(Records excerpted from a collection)
__________________________________________________

use anyhow::Result;
use std::sync::Arc;
use std::time::Duration;

use listing_scanner::announcements::{BinanceAnnouncements, HttpPageFetcher, KucoinAnnouncements};
use listing_scanner::api::GateIoClient;
use listing_scanner::core::logging::init_logging;
use listing_scanner::core::{Config, ListingState, SourceHealth};
use listing_scanner::monitoring::CurrencyRegistry;
use listing_scanner::scanner::{AnnouncementResolver, DedupGate, ListingPoller};
use listing_scanner::storage;

#[tokio::main]
async fn main() -> Result<()> {
    // Load configuration
    let config = Config::from_env()?;

    // Initialize logging
    init_logging(&config.monitoring.log_level);

    tracing::info!("🚀 Listing scanner starting...");
    tracing::info!("Version: {}", env!("CARGO_PKG_VERSION"));
    tracing::info!("Test mode: {}", config.trade_options.test_mode);

    let old_coins = storage::load_old_coins(&config.storage.old_coins_file)?;
    tracing::info!(
        "Known coins snapshot: {} entries from {}",
        old_coins.len(),
        config.storage.old_coins_file.display()
    );

    let state = Arc::new(ListingState::new());
    let health = SourceHealth::new();

    let renderer = Arc::new(HttpPageFetcher::new(config.polling.request_timeout())?);
    let resolver = AnnouncementResolver::new(DedupGate::new(state.clone()), health.clone())
        .with_source(
            Arc::new(BinanceAnnouncements::from_config(&config, renderer)),
            config.trade_options.binance_announcements,
        )
        .with_source(
            Arc::new(KucoinAnnouncements::from_config(&config)?),
            config.trade_options.kucoin_announcements,
        );

    let mut poller = ListingPoller::new(
        resolver,
        state.clone(),
        health.clone(),
        config.polling.listing_interval(),
        config.polling.cycle_timeout(),
    );
    if config.trade_options.test_mode {
        poller = poller.with_test_listing_file(config.storage.test_listing_file.clone());
    }

    let registry = CurrencyRegistry::from_config(
        &config,
        Arc::new(GateIoClient::new(&config)?),
        state.clone(),
    );

    let shutdown = {
        let state = state.clone();
        tokio::spawn(async move { state.stop().trigger_on(tokio::signal::ctrl_c()).await })
    };

    let consumer = tokio::spawn(log_listings(state.clone()));
    let status = tokio::spawn(log_status(
        state.clone(),
        health.clone(),
        Duration::from_secs(config.monitoring.status_log_interval_secs),
    ));

    futures::join!(poller.run(), registry.run());

    shutdown.abort();
    consumer.abort();
    status.await?;

    tracing::info!("✅ Listing scanner stopped");
    Ok(())
}

/// Stand-in consumer: reports every listing the trading side would act on.
async fn log_listings(state: Arc<ListingState>) {
    loop {
        state.buy_ready().wait().await;
        if let Some(symbol) = state.latest_listing().await {
            tracing::info!("🎯 Ready to buy newly listed coin: {}", symbol);
        }
    }
}

async fn log_status(state: Arc<ListingState>, health: SourceHealth, every: Duration) {
    while !state.stop().sleep(every).await {
        let status = health.get_status().await;
        tracing::info!(
            "Scanner status: {} (uptime: {}s, cycles: {}, published: {})",
            status.status,
            status.uptime_seconds,
            status.poll_cycles,
            status.listings_published
        );
    }
}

__________________________________________________

- Brief: Write out all the entries exactly.

- Solution for this task:
use anyhow::Result;
use std::sync::Arc;
use std::time::Duration;

use listing_scanner::announcements::{BinanceAnnouncements, HttpPageFetcher, KucoinAnnouncements};
use listing_scanner::api::GateIoClient;
use listing_scanner::core::logging::init_logging;
use listing_scanner::core::{Config, ListingState, SourceHealth};
use listing_scanner::monitoring::CurrencyRegistry;
use listing_scanner::scanner::{AnnouncementResolver, DedupGate, ListingPoller};
use listing_scanner::storage;

#[tokio::main]
async fn main() -> Result<()> {
    // Load configuration
    let config = Config::from_env()?;

    // Initialize logging
    init_logging(&config.monitoring.log_level);

    tracing::info!("🚀 Listing scanner starting...");
    tracing::info!("Version: {}", env!("CARGO_PKG_VERSION"));
    tracing::info!("Test mode: {}", config.trade_options.test_mode);

    let old_coins = storage::load_old_coins(&config.storage.old_coins_file)?;
    tracing::info!(
        "Known coins snapshot: {} entries from {}",
        old_coins.len(),
        config.storage.old_coins_file.display()
    );

    let state = Arc::new(ListingState::new());
    let health = SourceHealth::new();

    let renderer = Arc::new(HttpPageFetcher::new(config.polling.request_timeout())?);
    let resolver = AnnouncementResolver::new(DedupGate::new(state.clone()), health.clone())
        .with_source(
            Arc::new(BinanceAnnouncements::from_config(&config, renderer)),
            config.trade_options.binance_announcements,
        )
        .with_source(
            Arc::new(KucoinAnnouncements::from_config(&config)?),
            config.trade_options.kucoin_announcements,
        );

    let mut poller = ListingPoller::new(
        resolver,
        state.clone(),
        health.clone(),
        config.polling.listing_interval(),
        config.polling.cycle_timeout(),
    );
    if config.trade_options.test_mode {
        poller = poller.with_test_listing_file(config.storage.test_listing_file.clone());
    }

    let registry = CurrencyRegistry::from_config(
        &config,
        Arc::new(GateIoClient::new(&config)?),
        state.clone(),
    );

    let shutdown = {
        let state = state.clone();
        tokio::spawn(async move { state.stop().trigger_on(tokio::signal::ctrl_c()).await })
    };

    let consumer = tokio::spawn(log_listings(state.clone()));
    let status = tokio::spawn(log_status(
        state.clone(),
        health.clone(),
        Duration::from_secs(config.monitoring.status_log_interval_secs),
    ));

    futures::join!(poller.run(), registry.run());

    shutdown.abort();
    consumer.abort();
    status.await?;

    tracing::info!("✅ Listing scanner stopped");
    Ok(())
}

/// Stand-in consumer: reports every listing the trading side would act on.
async fn log_listings(state: Arc<ListingState>) {
    loop {
        state.buy_ready().wait().await;
        if let Some(symbol) = state.latest_listing().await {
            tracing::info!("🎯 Ready to buy newly listed coin: {}", symbol);
        }
    }
}

async fn log_status(state: Arc<ListingState>, health: SourceHealth, every: Duration) {
    while !state.stop().sleep(every).await {
        let status = health.get_status().await;
        tracing::info!(
            "Scanner status: {} (uptime: {}s, cycles: {}, published: {})",
            status.status,
            status.uptime_seconds,
            status.poll_cycles,
            status.listings_published
        );
    }
}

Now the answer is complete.